**Data records**
____________________

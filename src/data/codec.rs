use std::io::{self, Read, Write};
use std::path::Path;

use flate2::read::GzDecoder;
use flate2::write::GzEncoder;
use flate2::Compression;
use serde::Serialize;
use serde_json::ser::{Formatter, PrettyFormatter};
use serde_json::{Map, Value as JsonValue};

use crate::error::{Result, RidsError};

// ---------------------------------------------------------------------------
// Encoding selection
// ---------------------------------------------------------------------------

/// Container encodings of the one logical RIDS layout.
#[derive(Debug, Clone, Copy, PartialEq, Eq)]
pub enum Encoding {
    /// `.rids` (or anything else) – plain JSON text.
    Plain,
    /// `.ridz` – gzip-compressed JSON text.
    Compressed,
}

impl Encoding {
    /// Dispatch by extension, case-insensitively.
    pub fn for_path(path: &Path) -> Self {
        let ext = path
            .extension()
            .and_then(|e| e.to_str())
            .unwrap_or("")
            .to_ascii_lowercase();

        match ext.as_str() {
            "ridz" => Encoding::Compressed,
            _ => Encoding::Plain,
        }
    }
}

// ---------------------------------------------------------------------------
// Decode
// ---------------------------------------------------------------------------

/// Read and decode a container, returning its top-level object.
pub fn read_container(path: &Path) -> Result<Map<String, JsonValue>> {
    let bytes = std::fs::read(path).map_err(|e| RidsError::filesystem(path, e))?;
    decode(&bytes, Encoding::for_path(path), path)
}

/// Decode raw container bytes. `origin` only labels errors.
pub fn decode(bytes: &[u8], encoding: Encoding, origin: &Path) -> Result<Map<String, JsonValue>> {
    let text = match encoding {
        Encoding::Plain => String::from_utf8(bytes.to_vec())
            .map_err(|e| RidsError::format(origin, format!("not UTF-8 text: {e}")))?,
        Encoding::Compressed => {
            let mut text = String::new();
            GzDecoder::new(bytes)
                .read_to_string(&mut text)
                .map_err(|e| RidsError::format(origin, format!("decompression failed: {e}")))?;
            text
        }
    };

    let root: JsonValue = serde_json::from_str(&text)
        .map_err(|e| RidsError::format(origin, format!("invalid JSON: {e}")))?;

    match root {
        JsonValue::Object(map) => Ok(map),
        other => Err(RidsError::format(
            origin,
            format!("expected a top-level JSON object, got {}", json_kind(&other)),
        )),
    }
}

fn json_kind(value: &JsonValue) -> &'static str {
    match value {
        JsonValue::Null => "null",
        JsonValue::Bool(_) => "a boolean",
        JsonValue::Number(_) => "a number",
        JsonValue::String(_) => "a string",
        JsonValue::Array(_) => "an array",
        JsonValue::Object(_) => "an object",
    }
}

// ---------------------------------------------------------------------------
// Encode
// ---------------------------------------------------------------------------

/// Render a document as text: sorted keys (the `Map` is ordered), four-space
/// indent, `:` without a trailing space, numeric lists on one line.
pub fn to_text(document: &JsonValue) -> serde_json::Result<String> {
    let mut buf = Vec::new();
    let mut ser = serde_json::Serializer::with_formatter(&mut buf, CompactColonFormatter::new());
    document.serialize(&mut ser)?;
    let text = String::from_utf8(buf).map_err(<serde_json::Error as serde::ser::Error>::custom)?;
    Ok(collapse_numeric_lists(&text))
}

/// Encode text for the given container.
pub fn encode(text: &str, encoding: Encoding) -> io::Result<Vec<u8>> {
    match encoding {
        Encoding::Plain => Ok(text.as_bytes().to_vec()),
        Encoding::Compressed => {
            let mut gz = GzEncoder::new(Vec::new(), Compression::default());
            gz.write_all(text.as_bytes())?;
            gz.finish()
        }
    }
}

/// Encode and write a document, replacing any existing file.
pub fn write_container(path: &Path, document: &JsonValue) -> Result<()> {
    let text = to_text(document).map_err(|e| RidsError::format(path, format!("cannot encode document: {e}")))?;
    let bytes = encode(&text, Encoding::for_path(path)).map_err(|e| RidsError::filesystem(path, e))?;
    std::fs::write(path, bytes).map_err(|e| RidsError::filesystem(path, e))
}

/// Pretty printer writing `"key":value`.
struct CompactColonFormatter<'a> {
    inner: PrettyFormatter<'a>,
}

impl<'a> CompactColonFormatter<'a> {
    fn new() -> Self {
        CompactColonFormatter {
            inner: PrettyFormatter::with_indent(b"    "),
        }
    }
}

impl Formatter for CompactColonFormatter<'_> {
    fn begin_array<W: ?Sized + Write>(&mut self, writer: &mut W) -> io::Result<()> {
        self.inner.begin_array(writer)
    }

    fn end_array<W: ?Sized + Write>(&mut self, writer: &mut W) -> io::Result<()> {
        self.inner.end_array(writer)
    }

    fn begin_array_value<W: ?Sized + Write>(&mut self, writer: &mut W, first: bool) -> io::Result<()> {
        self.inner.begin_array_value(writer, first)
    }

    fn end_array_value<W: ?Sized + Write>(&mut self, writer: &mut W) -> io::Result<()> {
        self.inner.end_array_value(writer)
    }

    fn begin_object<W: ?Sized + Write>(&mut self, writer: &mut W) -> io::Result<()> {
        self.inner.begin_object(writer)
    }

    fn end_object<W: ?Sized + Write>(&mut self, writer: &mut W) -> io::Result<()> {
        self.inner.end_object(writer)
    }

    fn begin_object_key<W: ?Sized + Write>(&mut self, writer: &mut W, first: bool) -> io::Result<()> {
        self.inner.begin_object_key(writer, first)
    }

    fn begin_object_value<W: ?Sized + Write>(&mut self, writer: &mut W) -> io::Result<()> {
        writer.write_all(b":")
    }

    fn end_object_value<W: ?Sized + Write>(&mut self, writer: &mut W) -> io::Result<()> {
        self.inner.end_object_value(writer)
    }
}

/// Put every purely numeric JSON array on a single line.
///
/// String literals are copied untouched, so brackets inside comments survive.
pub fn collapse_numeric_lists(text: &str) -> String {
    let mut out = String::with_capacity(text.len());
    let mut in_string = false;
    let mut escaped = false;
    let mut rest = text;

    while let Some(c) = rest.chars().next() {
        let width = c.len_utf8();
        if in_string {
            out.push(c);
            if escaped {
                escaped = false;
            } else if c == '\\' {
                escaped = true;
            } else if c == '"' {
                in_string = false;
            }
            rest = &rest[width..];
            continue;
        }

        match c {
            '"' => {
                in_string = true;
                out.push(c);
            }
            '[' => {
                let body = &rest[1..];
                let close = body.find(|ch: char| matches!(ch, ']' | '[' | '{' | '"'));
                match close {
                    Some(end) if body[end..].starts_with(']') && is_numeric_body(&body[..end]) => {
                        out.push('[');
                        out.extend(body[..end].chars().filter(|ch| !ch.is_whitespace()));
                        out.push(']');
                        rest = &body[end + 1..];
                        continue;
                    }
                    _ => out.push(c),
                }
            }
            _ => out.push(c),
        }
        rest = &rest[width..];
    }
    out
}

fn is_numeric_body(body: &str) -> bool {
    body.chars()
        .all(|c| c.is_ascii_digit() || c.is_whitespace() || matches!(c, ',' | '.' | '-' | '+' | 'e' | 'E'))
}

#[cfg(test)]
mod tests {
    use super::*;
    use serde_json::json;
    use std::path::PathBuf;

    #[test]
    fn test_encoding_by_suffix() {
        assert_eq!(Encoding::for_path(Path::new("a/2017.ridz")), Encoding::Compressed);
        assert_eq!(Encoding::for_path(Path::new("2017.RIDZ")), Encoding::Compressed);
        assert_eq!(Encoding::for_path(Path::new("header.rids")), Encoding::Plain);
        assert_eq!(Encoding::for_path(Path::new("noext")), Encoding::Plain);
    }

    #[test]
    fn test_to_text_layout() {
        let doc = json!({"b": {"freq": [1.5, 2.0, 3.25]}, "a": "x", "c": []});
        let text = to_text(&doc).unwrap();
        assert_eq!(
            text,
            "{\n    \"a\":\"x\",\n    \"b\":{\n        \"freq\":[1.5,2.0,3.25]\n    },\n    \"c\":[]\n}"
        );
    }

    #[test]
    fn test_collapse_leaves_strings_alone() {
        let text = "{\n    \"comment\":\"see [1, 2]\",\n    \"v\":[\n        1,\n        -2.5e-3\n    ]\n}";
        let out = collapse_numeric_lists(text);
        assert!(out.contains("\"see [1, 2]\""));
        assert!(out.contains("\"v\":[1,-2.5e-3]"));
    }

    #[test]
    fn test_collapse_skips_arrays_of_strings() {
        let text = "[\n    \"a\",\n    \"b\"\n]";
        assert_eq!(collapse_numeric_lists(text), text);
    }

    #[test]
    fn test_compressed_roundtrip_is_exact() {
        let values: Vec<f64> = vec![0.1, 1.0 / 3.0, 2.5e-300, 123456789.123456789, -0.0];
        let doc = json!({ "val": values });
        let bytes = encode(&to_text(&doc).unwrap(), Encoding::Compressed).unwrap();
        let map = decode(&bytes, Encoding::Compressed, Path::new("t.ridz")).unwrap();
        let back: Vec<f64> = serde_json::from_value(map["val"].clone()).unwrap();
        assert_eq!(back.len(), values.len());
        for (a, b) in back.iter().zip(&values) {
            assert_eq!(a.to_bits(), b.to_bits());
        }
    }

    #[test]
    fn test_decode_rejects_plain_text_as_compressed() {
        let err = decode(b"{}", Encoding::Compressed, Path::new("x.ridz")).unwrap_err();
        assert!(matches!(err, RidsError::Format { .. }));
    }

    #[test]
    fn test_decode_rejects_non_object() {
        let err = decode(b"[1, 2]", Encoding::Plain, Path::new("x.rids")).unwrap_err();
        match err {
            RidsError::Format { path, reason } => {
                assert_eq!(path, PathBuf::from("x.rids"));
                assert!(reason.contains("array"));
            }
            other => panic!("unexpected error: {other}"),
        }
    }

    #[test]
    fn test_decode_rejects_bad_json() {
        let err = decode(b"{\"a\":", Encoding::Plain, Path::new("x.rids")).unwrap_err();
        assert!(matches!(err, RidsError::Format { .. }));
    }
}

____________________

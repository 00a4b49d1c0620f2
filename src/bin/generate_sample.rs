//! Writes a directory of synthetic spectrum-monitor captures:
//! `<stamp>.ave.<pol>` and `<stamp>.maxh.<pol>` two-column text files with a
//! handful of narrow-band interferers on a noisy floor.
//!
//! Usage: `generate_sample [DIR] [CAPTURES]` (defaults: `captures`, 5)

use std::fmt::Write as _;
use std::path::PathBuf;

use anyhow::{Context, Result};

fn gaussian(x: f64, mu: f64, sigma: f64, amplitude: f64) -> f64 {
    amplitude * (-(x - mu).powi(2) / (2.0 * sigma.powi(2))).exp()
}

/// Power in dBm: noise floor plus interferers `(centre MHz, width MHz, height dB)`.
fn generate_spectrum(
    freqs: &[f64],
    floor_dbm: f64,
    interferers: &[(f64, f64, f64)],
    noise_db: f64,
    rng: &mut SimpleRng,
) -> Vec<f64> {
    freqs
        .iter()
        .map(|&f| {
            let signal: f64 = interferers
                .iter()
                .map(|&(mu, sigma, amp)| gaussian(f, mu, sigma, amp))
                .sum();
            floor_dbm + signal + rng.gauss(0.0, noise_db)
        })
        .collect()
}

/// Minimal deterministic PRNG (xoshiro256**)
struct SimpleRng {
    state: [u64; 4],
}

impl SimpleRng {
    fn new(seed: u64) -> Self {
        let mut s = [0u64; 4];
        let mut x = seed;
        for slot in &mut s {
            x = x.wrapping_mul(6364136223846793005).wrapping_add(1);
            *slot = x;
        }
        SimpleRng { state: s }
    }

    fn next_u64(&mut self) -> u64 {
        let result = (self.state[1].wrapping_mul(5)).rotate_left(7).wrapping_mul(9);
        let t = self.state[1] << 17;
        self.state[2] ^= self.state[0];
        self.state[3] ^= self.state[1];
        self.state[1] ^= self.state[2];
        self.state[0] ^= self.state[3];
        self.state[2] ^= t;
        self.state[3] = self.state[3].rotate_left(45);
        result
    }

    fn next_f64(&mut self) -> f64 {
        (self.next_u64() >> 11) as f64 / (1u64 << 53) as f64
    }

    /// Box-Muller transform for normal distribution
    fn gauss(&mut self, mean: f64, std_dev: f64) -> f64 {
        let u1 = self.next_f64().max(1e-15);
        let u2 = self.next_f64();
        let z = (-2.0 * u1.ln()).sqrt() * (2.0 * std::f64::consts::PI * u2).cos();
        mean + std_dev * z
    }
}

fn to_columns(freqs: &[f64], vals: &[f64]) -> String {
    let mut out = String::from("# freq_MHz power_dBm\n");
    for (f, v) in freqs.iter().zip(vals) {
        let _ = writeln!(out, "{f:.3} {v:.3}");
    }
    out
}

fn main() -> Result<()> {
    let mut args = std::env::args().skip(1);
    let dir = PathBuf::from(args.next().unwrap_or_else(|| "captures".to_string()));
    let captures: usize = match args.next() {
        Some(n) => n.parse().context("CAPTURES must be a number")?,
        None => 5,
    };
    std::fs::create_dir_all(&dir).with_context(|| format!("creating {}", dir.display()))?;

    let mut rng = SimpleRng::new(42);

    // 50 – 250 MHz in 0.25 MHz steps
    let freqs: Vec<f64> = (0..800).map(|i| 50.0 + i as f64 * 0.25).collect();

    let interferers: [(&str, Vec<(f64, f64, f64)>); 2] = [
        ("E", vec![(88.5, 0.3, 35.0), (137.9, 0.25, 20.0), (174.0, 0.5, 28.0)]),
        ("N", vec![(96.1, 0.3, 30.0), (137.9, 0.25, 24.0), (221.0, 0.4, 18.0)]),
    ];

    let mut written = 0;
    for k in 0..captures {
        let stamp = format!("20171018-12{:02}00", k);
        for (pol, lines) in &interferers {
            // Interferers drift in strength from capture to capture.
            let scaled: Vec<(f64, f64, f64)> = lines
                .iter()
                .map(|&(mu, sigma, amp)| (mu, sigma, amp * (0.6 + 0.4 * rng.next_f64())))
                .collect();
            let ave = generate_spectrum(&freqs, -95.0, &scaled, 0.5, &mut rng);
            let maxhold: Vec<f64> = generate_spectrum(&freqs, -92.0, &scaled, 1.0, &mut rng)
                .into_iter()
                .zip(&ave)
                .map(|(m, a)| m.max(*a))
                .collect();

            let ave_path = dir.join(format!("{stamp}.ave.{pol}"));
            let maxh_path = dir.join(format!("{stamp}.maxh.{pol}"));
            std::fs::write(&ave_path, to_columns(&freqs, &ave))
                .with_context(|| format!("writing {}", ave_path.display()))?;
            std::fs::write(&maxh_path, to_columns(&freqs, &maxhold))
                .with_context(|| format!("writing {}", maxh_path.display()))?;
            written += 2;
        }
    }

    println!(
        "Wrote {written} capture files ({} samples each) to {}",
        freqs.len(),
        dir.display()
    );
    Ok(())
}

____________________

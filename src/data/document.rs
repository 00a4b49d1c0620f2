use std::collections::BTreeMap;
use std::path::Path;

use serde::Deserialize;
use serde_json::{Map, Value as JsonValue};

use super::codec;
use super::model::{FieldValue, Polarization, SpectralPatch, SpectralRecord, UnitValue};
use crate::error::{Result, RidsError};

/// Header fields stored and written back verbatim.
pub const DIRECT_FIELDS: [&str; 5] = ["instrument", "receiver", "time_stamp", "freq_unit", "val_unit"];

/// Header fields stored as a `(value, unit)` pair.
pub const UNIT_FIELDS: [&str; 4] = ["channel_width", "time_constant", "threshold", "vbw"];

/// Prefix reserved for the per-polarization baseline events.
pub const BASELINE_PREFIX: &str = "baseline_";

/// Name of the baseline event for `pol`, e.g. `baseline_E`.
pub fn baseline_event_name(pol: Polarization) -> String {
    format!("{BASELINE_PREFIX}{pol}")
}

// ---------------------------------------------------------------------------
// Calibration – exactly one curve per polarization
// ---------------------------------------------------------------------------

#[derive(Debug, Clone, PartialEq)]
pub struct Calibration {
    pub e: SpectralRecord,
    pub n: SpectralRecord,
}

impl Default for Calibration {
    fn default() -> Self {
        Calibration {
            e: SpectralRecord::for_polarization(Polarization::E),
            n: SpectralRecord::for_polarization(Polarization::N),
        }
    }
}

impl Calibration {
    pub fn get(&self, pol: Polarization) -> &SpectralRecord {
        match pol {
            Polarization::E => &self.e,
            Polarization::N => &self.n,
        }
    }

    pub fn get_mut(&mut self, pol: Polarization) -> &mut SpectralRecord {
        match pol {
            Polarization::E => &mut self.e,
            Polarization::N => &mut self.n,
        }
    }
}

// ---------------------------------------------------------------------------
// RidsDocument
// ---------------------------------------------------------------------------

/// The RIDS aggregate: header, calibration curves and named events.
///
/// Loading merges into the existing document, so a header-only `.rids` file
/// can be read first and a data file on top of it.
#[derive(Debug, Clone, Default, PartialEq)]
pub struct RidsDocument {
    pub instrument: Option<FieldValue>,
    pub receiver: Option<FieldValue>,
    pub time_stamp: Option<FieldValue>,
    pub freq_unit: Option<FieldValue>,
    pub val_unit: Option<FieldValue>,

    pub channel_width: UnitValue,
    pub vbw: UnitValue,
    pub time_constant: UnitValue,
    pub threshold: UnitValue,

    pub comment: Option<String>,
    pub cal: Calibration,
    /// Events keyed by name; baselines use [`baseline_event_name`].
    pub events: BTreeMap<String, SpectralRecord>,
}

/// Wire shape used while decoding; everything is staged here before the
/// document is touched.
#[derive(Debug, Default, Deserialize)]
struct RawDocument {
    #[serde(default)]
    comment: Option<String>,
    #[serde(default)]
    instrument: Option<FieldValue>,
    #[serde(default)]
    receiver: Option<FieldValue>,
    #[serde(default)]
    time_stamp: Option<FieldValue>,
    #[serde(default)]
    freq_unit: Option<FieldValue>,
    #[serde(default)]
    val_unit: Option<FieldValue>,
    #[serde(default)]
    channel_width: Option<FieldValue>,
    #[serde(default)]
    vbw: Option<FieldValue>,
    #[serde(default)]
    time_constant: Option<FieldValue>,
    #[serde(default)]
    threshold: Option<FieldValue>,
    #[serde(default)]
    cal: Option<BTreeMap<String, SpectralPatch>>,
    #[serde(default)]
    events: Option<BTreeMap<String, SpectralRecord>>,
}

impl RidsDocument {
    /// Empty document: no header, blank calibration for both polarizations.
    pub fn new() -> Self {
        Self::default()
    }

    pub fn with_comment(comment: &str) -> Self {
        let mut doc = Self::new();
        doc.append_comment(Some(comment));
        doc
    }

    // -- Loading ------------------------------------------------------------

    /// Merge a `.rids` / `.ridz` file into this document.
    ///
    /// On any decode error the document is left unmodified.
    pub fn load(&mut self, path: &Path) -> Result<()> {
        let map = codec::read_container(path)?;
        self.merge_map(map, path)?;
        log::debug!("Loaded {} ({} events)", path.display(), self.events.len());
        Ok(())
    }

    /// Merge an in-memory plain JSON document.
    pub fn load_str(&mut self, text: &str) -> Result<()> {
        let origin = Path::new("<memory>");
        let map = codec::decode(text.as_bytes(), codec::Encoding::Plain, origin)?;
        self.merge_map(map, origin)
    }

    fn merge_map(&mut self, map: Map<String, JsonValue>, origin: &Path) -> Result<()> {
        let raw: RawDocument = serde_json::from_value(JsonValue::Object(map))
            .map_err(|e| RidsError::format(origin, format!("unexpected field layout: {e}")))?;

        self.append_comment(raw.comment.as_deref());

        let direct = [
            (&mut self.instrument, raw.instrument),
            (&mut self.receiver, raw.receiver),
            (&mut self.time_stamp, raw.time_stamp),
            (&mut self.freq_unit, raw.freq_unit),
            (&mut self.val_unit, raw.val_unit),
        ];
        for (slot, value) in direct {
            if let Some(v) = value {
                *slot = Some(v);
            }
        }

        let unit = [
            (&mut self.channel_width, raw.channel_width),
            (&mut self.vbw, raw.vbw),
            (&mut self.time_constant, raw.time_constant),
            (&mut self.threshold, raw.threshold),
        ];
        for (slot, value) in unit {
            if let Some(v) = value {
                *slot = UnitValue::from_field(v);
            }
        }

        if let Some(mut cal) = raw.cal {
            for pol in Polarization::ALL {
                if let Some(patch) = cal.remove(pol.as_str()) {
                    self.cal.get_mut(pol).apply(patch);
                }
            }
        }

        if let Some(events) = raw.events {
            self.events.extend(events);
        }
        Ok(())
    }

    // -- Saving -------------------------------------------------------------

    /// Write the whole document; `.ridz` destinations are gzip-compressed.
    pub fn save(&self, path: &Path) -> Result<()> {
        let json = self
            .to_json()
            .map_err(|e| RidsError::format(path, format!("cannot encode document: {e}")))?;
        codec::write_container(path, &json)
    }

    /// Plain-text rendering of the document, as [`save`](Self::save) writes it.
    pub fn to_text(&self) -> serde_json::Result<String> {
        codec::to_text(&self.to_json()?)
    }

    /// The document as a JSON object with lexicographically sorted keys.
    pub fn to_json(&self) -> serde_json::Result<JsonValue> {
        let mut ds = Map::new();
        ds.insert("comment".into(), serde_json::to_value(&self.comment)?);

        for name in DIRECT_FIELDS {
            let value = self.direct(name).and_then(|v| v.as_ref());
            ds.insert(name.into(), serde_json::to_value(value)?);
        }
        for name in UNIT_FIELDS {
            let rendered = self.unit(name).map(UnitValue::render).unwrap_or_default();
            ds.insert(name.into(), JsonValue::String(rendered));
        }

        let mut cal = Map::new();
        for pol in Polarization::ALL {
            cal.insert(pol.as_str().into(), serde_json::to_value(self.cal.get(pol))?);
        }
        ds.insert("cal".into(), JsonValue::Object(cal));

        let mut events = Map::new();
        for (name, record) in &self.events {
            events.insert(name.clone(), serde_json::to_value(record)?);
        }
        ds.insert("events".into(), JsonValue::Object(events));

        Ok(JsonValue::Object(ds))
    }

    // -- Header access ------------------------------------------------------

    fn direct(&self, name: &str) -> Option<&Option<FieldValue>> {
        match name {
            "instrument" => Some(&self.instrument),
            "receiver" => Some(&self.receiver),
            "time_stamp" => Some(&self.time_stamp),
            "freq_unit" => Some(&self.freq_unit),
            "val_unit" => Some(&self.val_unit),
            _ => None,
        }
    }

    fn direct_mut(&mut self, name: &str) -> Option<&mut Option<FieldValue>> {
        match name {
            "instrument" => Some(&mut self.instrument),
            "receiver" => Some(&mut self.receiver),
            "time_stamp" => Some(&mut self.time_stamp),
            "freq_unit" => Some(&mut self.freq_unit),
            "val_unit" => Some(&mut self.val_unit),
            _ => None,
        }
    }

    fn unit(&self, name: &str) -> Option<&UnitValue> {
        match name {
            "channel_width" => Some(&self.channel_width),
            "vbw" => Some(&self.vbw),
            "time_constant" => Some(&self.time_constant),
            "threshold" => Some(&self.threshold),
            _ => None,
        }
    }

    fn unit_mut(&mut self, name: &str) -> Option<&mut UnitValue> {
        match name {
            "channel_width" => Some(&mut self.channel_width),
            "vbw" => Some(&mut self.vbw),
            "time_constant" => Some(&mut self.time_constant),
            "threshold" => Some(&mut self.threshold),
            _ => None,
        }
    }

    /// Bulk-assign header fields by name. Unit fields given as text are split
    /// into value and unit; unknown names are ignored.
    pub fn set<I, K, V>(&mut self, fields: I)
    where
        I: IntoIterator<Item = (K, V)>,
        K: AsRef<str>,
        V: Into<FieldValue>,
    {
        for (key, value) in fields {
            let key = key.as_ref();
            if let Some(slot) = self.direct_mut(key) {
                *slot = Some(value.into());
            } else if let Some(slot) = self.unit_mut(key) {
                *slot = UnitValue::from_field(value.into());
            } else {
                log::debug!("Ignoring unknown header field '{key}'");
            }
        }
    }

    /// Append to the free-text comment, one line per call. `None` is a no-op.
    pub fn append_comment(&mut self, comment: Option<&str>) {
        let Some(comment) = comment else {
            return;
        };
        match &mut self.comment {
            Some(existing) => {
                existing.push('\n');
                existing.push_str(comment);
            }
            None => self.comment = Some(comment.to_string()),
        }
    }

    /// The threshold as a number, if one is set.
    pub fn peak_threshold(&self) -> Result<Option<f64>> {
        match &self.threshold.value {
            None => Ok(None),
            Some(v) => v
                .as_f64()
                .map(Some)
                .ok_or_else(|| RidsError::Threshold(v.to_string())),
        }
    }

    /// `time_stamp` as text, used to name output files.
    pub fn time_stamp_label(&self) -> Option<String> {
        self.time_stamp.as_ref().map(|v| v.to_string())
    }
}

____________________

Out of the listing above, reproduce exactly the lines from the one with "filename src/data/codec.rs" up to and including the one with "let ext = path".

**Written solution**
filename src/data/codec.rs
use std::io::{self, Read, Write};
use std::path::Path;

use flate2::read::GzDecoder;
use flate2::write::GzEncoder;
use flate2::Compression;
use serde::Serialize;
use serde_json::ser::{Formatter, PrettyFormatter};
use serde_json::{Map, Value as JsonValue};

use crate::error::{Result, RidsError};

// ---------------------------------------------------------------------------
// Encoding selection
// ---------------------------------------------------------------------------

/// Container encodings of the one logical RIDS layout.
#[derive(Debug, Clone, Copy, PartialEq, Eq)]
pub enum Encoding {
    /// `.rids` (or anything else) – plain JSON text.
    Plain,
    /// `.ridz` – gzip-compressed JSON text.
    Compressed,
}

impl Encoding {
    /// Dispatch by extension, case-insensitively.
    pub fn for_path(path: &Path) -> Self {
        let ext = path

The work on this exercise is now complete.